Не понимаю, как это люди с такими прекрасными лицами могут работать в подобных заведениях.
– Кто она? – спросила доктор, вынимая из сине-белой с золотистым тиснением пачки сигарету; я невольно поймала взглядом этот жест, и милейший Сергей Сергеевич Корсаков опять навалился на меня со своим синдромом...

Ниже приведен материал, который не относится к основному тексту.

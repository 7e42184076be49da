//! Tracing setup for binaries
//!
//! The library only emits events; installing a subscriber is left to the
//! process that embeds it.

use tracing_subscriber::EnvFilter;

/// Install a `fmt` subscriber filtered by `RUST_LOG` (default `warn`).
///
/// Safe to call more than once; later calls are no-ops.
pub fn init_tracing() {
    let filter = EnvFilter::try_from_default_env().unwrap_or_else(|_| EnvFilter::new("warn"));

    let _ = tracing_subscriber::fmt()
        .with_env_filter(filter)
        .with_target(false)
        .try_init();
}
//! Cart quantity input
//!
//! Clamps the quantity a shopper types or steps through into what can be
//! ordered: at least `min`, at most the smaller of stock and the per-line cap.

use serde::{Deserialize, Serialize};
use tracing::debug;

use crate::config::QuantityConfig;
use crate::error::QuantityError;

/// Inclusive range a cart line quantity is kept in
#[derive(Debug, Clone, Copy, PartialEq, Eq, Serialize, Deserialize)]
#[serde(rename_all = "camelCase")]
pub struct QuantityBounds {
    pub min: u32,
    pub max: u32,
}

impl QuantityBounds {
    pub fn new(min: u32, max: u32) -> Self {
        Self { min, max }
    }

    /// Bounds for an item with `stock` units left
    pub fn for_stock(stock: u32, config: &QuantityConfig) -> Self {
        Self::new(config.min, stock.min(config.max_per_line))
    }

    /// False when nothing can be put in the cart
    pub fn is_orderable(&self) -> bool {
        self.max >= self.min.max(1)
    }

    /// Nearest allowed quantity; 0 when the item cannot be ordered
    pub fn clamp(&self, quantity: u32) -> u32 {
        if !self.is_orderable() {
            return 0;
        }
        quantity.clamp(self.min, self.max)
    }

    pub fn increment(&self, quantity: u32) -> u32 {
        self.clamp(quantity.saturating_add(1))
    }

    pub fn decrement(&self, quantity: u32) -> u32 {
        self.clamp(quantity.saturating_sub(1))
    }

    pub fn can_increment(&self, quantity: u32) -> bool {
        self.is_orderable() && quantity < self.max
    }

    pub fn can_decrement(&self, quantity: u32) -> bool {
        self.is_orderable() && quantity > self.min
    }

    /// Parse typed text into an allowed quantity.
    ///
    /// Cleared input falls back to `min`, negative numbers clamp up to `min`,
    /// numbers too large for a `u32` clamp down to `max`.
    pub fn parse_input(&self, input: &str) -> Result<u32, QuantityError> {
        if !self.is_orderable() {
            return Err(QuantityError::OutOfStock);
        }

        let trimmed = input.trim();
        if trimmed.is_empty() {
            return Ok(self.min.max(1).min(self.max));
        }

        let (negative, digits) = match trimmed.strip_prefix('-') {
            Some(rest) => (true, rest),
            None => (false, trimmed.strip_prefix('+').unwrap_or(trimmed)),
        };
        if digits.is_empty() || !digits.bytes().all(|b| b.is_ascii_digit()) {
            debug!(input, "rejecting non-numeric quantity");
            return Err(QuantityError::NotANumber {
                input: input.to_string(),
            });
        }
        if negative {
            return Ok(self.clamp(0));
        }

        // all digits, so a parse failure can only be overflow
        let quantity = digits.parse::<u32>().unwrap_or(u32::MAX);
        Ok(self.clamp(quantity))
    }
}

/// Quantity stepper state for one cart line or product page
#[derive(Debug, Clone, Copy, PartialEq, Eq, Serialize, Deserialize)]
#[serde(rename_all = "camelCase")]
pub struct QuantityInput {
    value: u32,
    bounds: QuantityBounds,
}

impl QuantityInput {
    pub fn new(bounds: QuantityBounds) -> Self {
        Self {
            value: bounds.clamp(bounds.min),
            bounds,
        }
    }

    pub fn for_stock(stock: u32, config: &QuantityConfig) -> Self {
        Self::new(QuantityBounds::for_stock(stock, config))
    }

    pub fn value(&self) -> u32 {
        self.value
    }

    pub fn bounds(&self) -> QuantityBounds {
        self.bounds
    }

    pub fn increment(&mut self) -> u32 {
        self.value = self.bounds.increment(self.value);
        self.value
    }

    pub fn decrement(&mut self) -> u32 {
        self.value = self.bounds.decrement(self.value);
        self.value
    }

    /// Apply typed text; on error the previous value is kept
    pub fn set_text(&mut self, input: &str) -> Result<u32, QuantityError> {
        self.value = self.bounds.parse_input(input)?;
        Ok(self.value)
    }

    /// Stock changed underneath the input (e.g. after a cart refresh)
    pub fn set_bounds(&mut self, bounds: QuantityBounds) {
        self.bounds = bounds;
        self.value = bounds.clamp(self.value);
    }
}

ТАМ, ГДЕ КИПИТ НАСТОЯЩАЯ ЖИЗНЬ,
ГДЕ ЕСТЬ РАДОСТЬ ПОБЕД,
ТЫ ВСЕГДА ВСТРЕТИШЬ «РОТМЭНС»!
…извинившись, я жалобным голосом попросила закурить; доктор протянула мне пачку. Я с наслаждением затянулась. Кто Алка такая? Вопрос... Строго говоря, она актриса, во всяком случае, диплом ГИТИСа у нее где-то дома валяется. В последние годы было кочевание по каким-то студиям, которые росли, как грибы после дождя. Большинство из них, насколько я понимаю, теперь подохли от безденежья (эх, нам бы теперь те «три копейки с рубля», что отчисляли злокозненные коммунисты на культуру!)... Словом, теперь Алка развлекает по телефону онанистов – имея классическое театральное образование, это нетрудно.
– Значит, еще одна, – откликнулась доктор. – А звание у нее есть? Заслуженная? Народная?

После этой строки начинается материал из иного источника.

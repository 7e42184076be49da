//! Variant attributes and the edits the product form applies to them
//!
//! Every edit takes the current list and hands back a new one. A refused
//! edit returns an error and leaves the caller's list as it was.

use std::collections::HashSet;

use serde::{Deserialize, Serialize};
use tracing::{debug, warn};

use crate::error::{EditRejection, VariantError};

use super::combination::KEY_SEPARATOR;

/// Type and option value of the "no configurable variants" sentinel
pub const DEFAULT_VARIANT: &str = "default";

/// A configurable product attribute such as Color or Size
#[derive(Debug, Clone, PartialEq, Eq, Hash, Serialize, Deserialize)]
pub struct VariantAttribute {
    /// Attribute name; empty while the admin has not typed one yet
    #[serde(rename = "type")]
    pub kind: String,
    /// Option values in display order
    #[serde(default)]
    pub options: Vec<String>,
}

impl VariantAttribute {
    pub fn new<I, S>(kind: impl Into<String>, options: I) -> Self
    where
        I: IntoIterator<Item = S>,
        S: Into<String>,
    {
        Self {
            kind: kind.into(),
            options: options.into_iter().map(Into::into).collect(),
        }
    }

    /// Freshly added attribute: no name, one empty option slot
    pub fn blank() -> Self {
        Self::new("", [""])
    }

    pub fn default_sentinel() -> Self {
        Self::new(DEFAULT_VARIANT, [DEFAULT_VARIANT])
    }

    pub fn is_default_sentinel(&self) -> bool {
        self.kind == DEFAULT_VARIANT
    }

    /// Attribute whose name has not been filled in
    pub fn is_placeholder(&self) -> bool {
        self.kind.is_empty()
    }

    pub fn has_blank_option(&self) -> bool {
        self.options.iter().any(|o| o.trim().is_empty())
    }

    /// Options with repeats removed, first occurrence wins
    pub(crate) fn distinct_options(&self) -> Vec<&str> {
        let mut seen = HashSet::new();
        let distinct: Vec<&str> = self
            .options
            .iter()
            .map(String::as_str)
            .filter(|o| seen.insert(*o))
            .collect();

        if distinct.len() != self.options.len() {
            warn!(
                attribute = %self.kind,
                dropped = self.options.len() - distinct.len(),
                "ignoring repeated option values"
            );
        }
        distinct
    }
}

/// Append a blank attribute, replacing the `default` sentinel if present
pub fn add_attribute(attributes: &[VariantAttribute]) -> Vec<VariantAttribute> {
    let mut next: Vec<VariantAttribute> = attributes
        .iter()
        .filter(|a| !a.is_default_sentinel())
        .cloned()
        .collect();
    next.push(VariantAttribute::blank());
    next
}

/// Remove the attribute at `index`; the last remaining attribute is kept
pub fn remove_attribute(
    attributes: &[VariantAttribute],
    index: usize,
) -> Result<Vec<VariantAttribute>, VariantError> {
    check_attribute(attributes, index)?;
    if attributes.len() == 1 {
        debug!("refusing to remove the only attribute");
        return Err(VariantError::InvalidState(EditRejection::LastAttribute));
    }

    let mut next = attributes.to_vec();
    next.remove(index);
    Ok(next)
}

/// Append an empty option slot once every existing option is filled in
pub fn add_option(
    attributes: &[VariantAttribute],
    attribute: usize,
) -> Result<Vec<VariantAttribute>, VariantError> {
    check_attribute(attributes, attribute)?;
    if attributes[attribute].has_blank_option() {
        debug!(attribute, "blank option pending, not adding another");
        return Err(VariantError::InvalidState(
            EditRejection::BlankOptionPending { attribute },
        ));
    }

    let mut next = attributes.to_vec();
    next[attribute].options.push(String::new());
    Ok(next)
}

/// Remove one option; an attribute may be left with none mid-edit
pub fn remove_option(
    attributes: &[VariantAttribute],
    attribute: usize,
    option: usize,
) -> Result<Vec<VariantAttribute>, VariantError> {
    check_option(attributes, attribute, option)?;

    let mut next = attributes.to_vec();
    next[attribute].options.remove(option);
    Ok(next)
}

pub fn rename_attribute(
    attributes: &[VariantAttribute],
    attribute: usize,
    kind: impl Into<String>,
) -> Result<Vec<VariantAttribute>, VariantError> {
    check_attribute(attributes, attribute)?;

    let mut next = attributes.to_vec();
    next[attribute].kind = kind.into();
    Ok(next)
}

pub fn set_option(
    attributes: &[VariantAttribute],
    attribute: usize,
    option: usize,
    value: impl Into<String>,
) -> Result<Vec<VariantAttribute>, VariantError> {
    check_option(attributes, attribute, option)?;

    let mut next = attributes.to_vec();
    next[attribute].options[option] = value.into();
    Ok(next)
}

/// The single sentinel attribute
pub fn reset_to_default() -> Vec<VariantAttribute> {
    vec![VariantAttribute::default_sentinel()]
}

/// Check an attribute list before it is submitted.
///
/// Stricter than generation: repeated options, blank options and option
/// values containing the key separator are errors here.
pub fn validate_attributes(attributes: &[VariantAttribute]) -> Result<(), VariantError> {
    if attributes.len() > 1 && attributes.iter().any(VariantAttribute::is_default_sentinel) {
        return Err(VariantError::SentinelNotSole {
            count: attributes.len(),
        });
    }

    for attribute in attributes {
        let mut seen = HashSet::new();
        for option in &attribute.options {
            if option.trim().is_empty() {
                return Err(VariantError::BlankOption {
                    attribute: attribute.kind.clone(),
                });
            }
            if option.contains(KEY_SEPARATOR) {
                return Err(VariantError::SeparatorInOption {
                    attribute: attribute.kind.clone(),
                    option: option.clone(),
                });
            }
            if !seen.insert(option.as_str()) {
                return Err(VariantError::DuplicateOption {
                    attribute: attribute.kind.clone(),
                    option: option.clone(),
                });
            }
        }
    }
    Ok(())
}

fn check_attribute(attributes: &[VariantAttribute], index: usize) -> Result<(), VariantError> {
    if index >= attributes.len() {
        return Err(VariantError::AttributeOutOfRange {
            index,
            len: attributes.len(),
        });
    }
    Ok(())
}

fn check_option(
    attributes: &[VariantAttribute],
    attribute: usize,
    option: usize,
) -> Result<(), VariantError> {
    check_attribute(attributes, attribute)?;
    let len = attributes[attribute].options.len();
    if option >= len {
        return Err(VariantError::OptionOutOfRange {
            attribute,
            index: option,
            len,
        });
    }
    Ok(())
}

– Как вам не стыдно, доктор, какие уж тут шутки.
– А я, милая моя, вполне серьезно, – она приподняла свои изумительные породистые брови. – У нас тут почему-то очень много актрис бывает... – она умолкла, разминая в пальцах вертикально – свечкой – поставленную сигарету и разглядывая завивающийся в спираль дымок. – В последнее время все чаще привозят интеллигентных людей. Странно.

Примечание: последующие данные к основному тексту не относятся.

//! Listing pagination
//!
//! [`window`] turns `(current, count, radius)` into the slots of a
//! pagination bar. [`Pagination`] carries the offset/limit bookkeeping a
//! listing page does around it: how many pages a result set spans, which
//! rows to request, whether next/previous are enabled.

pub mod window;

use serde::{Deserialize, Serialize};

use crate::config::PaginationConfig;
use crate::error::PaginationError;

pub use window::{compute_window, render_window, PageRequest, PageSlot, DEFAULT_RADIUS};

/// Number of pages needed for `total_items` at `page_size` per page
pub fn page_count(total_items: u64, page_size: u32) -> Result<u32, PaginationError> {
    if page_size == 0 {
        return Err(PaginationError::InvalidPageSize { page_size });
    }
    let pages = total_items.div_ceil(u64::from(page_size));
    Ok(u32::try_from(pages).unwrap_or(u32::MAX))
}

/// Position of a listing page within a result set.
///
/// Deserializing goes through [`Pagination::new`], so a zero page or page
/// size is rejected at the boundary.
#[derive(Debug, Clone, Copy, PartialEq, Eq, Serialize, Deserialize)]
#[serde(rename_all = "camelCase", try_from = "RawPagination")]
pub struct Pagination {
    page: u32,
    page_size: u32,
    total_items: u64,
}

#[derive(Deserialize)]
#[serde(rename_all = "camelCase")]
struct RawPagination {
    page: u32,
    page_size: u32,
    total_items: u64,
}

impl TryFrom<RawPagination> for Pagination {
    type Error = PaginationError;

    fn try_from(raw: RawPagination) -> Result<Self, Self::Error> {
        Self::new(raw.page, raw.page_size, raw.total_items)
    }
}

impl Pagination {
    pub fn new(page: u32, page_size: u32, total_items: u64) -> Result<Self, PaginationError> {
        if page == 0 {
            return Err(PaginationError::InvalidCurrentPage { current_page: page });
        }
        if page_size == 0 {
            return Err(PaginationError::InvalidPageSize { page_size });
        }
        Ok(Self {
            page,
            page_size,
            total_items,
        })
    }

    /// First page using the configured page size
    pub fn first_page(config: &PaginationConfig, total_items: u64) -> Result<Self, PaginationError> {
        Self::new(1, config.page_size, total_items)
    }

    /// 1-based page number
    pub fn page(&self) -> u32 {
        self.page
    }

    pub fn page_size(&self) -> u32 {
        self.page_size
    }

    pub fn total_items(&self) -> u64 {
        self.total_items
    }

    pub fn total_pages(&self) -> u32 {
        page_count(self.total_items, self.page_size).unwrap_or(0)
    }

    /// Rows to skip when fetching this page
    pub fn offset(&self) -> u64 {
        u64::from(self.page.saturating_sub(1)) * u64::from(self.page_size)
    }

    pub fn limit(&self) -> u32 {
        self.page_size
    }

    pub fn has_previous(&self) -> bool {
        self.page > 1
    }

    pub fn has_next(&self) -> bool {
        self.page < self.total_pages()
    }

    /// 1-based inclusive range of items on this page, `None` when the page is empty
    pub fn item_range(&self) -> Option<(u64, u64)> {
        let first = self.offset() + 1;
        if first > self.total_items {
            return None;
        }
        let last = (self.offset() + u64::from(self.page_size)).min(self.total_items);
        Some((first, last))
    }

    /// Same listing, another page
    pub fn go_to(&self, page: u32) -> Result<Self, PaginationError> {
        Self::new(page, self.page_size, self.total_items)
    }

    /// Slots of the pagination bar for this page
    pub fn window(&self, radius: u32) -> Result<Vec<PageSlot>, PaginationError> {
        compute_window(self.page, self.total_pages(), radius)
    }
}

#[cfg(test)]
mod tests {
    use super::*;

    #[test]
    fn test_page_count_rounds_up() {
        assert_eq!(page_count(0, 20), Ok(0));
        assert_eq!(page_count(1, 20), Ok(1));
        assert_eq!(page_count(20, 20), Ok(1));
        assert_eq!(page_count(21, 20), Ok(2));
        assert_eq!(
            page_count(5, 0),
            Err(PaginationError::InvalidPageSize { page_size: 0 })
        );
    }

    #[test]
    fn test_page_count_saturates() {
        assert_eq!(page_count(u64::MAX, 1), Ok(u32::MAX));
    }

    #[test]
    fn test_offsets_and_navigation() {
        let pagination = Pagination::new(3, 20, 95).unwrap();
        assert_eq!(pagination.total_pages(), 5);
        assert_eq!(pagination.offset(), 40);
        assert_eq!(pagination.limit(), 20);
        assert!(pagination.has_previous());
        assert!(pagination.has_next());
        assert_eq!(pagination.item_range(), Some((41, 60)));

        let last = pagination.go_to(5).unwrap();
        assert!(!last.has_next());
        assert_eq!(last.item_range(), Some((81, 95)));
    }

    #[test]
    fn test_empty_result_set() {
        let pagination = Pagination::first_page(&PaginationConfig::default(), 0).unwrap();
        assert_eq!(pagination.total_pages(), 0);
        assert!(!pagination.has_previous());
        assert!(!pagination.has_next());
        assert_eq!(pagination.item_range(), None);
        assert!(pagination.window(2).unwrap().is_empty());
    }

    #[test]
    fn test_rejects_zero_page_and_size() {
        assert!(Pagination::new(0, 20, 10).is_err());
        assert!(Pagination::new(1, 0, 10).is_err());
    }

    #[test]
    fn test_deserialize_goes_through_new() {
        let pagination: Pagination =
            serde_json::from_str(r#"{"page": 3, "pageSize": 20, "totalItems": 95}"#).unwrap();
        assert_eq!(pagination, Pagination::new(3, 20, 95).unwrap());
        assert_eq!(pagination.offset(), 40);

        let zero_page =
            serde_json::from_str::<Pagination>(r#"{"page": 0, "pageSize": 20, "totalItems": 100}"#);
        assert!(zero_page.is_err());
        let zero_size =
            serde_json::from_str::<Pagination>(r#"{"page": 1, "pageSize": 0, "totalItems": 100}"#);
        assert!(zero_size.is_err());
    }

    #[test]
    fn test_serializes_camel_case() {
        let json = serde_json::to_value(Pagination::new(2, 10, 35).unwrap()).unwrap();
        assert_eq!(
            json,
            serde_json::json!({"page": 2, "pageSize": 10, "totalItems": 35})
        );
    }

    #[test]
    fn test_window_from_totals() {
        let pagination = Pagination::new(10, 10, 200).unwrap();
        assert_eq!(
            render_window(&pagination.window(2).unwrap()),
            "1 2 … 8 9 [10] 11 12 … 19 20"
        );
    }
}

Она распустила пальцы; благородный "Ротмэнс" солдатиком нырнул в российскую лужу и возмущенно зашипел.
– Хотя ... – раздумчиво произнесла она, – ничего странного. Ровным счетом ничего.
5
С утра я отправилась в милицию делать заявление о том, что Иван Францевич Криц, бывший учитель математики, а ныне пенсионер, проживающий в Агаповом тупике, в Доме с башенкой, пропал без вести. Красноглазый сыскарь, скорее всего, посчитал меня сумасшедшей – хотя на прощанье я ведь ему объяснила, что я не психопатичка, а всего-то-навсего сочинительница комиксов... Из милиции я побрела в сторону Алкиного дома.
Больную я застала сидящей на кровати в домашнем халате.
Алка вцепилась скрюченными пальцами в растрепанную шевелюру, раскачиваясь из стороны в сторону и выла:
– Ох-ох-ох-ох! Что ж я маленьким не сдох!
В такие минуты я ловлю себя на мысли, что Алке надо было бы поискать других родителей; где-нибудь среди евреев, например, – наверняка же есть у нас, на Огненной Земле, какие-нибудь несчастные люди с темными красивыми глазами по фамилии Зельцер...
АЛКА ЗЕЛЬЦЕР – ГУТЕН МОРГЕН!
ЕСЛИ ВЫ С ВЕЧЕРА
ПОЗВОЛИЛИ СЕБЕ ЛИШНЕГО,
АЛКА ЗЕЛЬЦЕР ВЕРНЕТ ВАС К ЖИЗНИ!
...а это неплохая идея, подумала я.
В самом деле, здорово: похмеляться не пивом, а поправлять голову – самим собой .Черт, везет же евреям! Я метнула на стол тяжелый, как кирпич, том:
– Давай, приступай!
После загулов Алка в самом деле накладывает на себя епитимью: ложится на диван и приступает к чтению "Улисса". Она уже одолела семьдесят три страницы И утверждает: такого рода чтение морально очищает человека гораздо лучше, чем вериги или власяницы.
Про Ивана Францевича она ничего не знала. Зато подсказала, где надо искать детей, собиравшихся когда-то в Доме с башенкой за круглым столом: Сенька торчит на Арбате и малюет картинки; Вадик безвылазно сидит на даче – дорогу туда я должна помнить. А как же, помню.
Я отвела ее к месту искупления грехов, то есть уложила на диван, раскрыла книгу на нужной странице, вставила в дрожащие руки.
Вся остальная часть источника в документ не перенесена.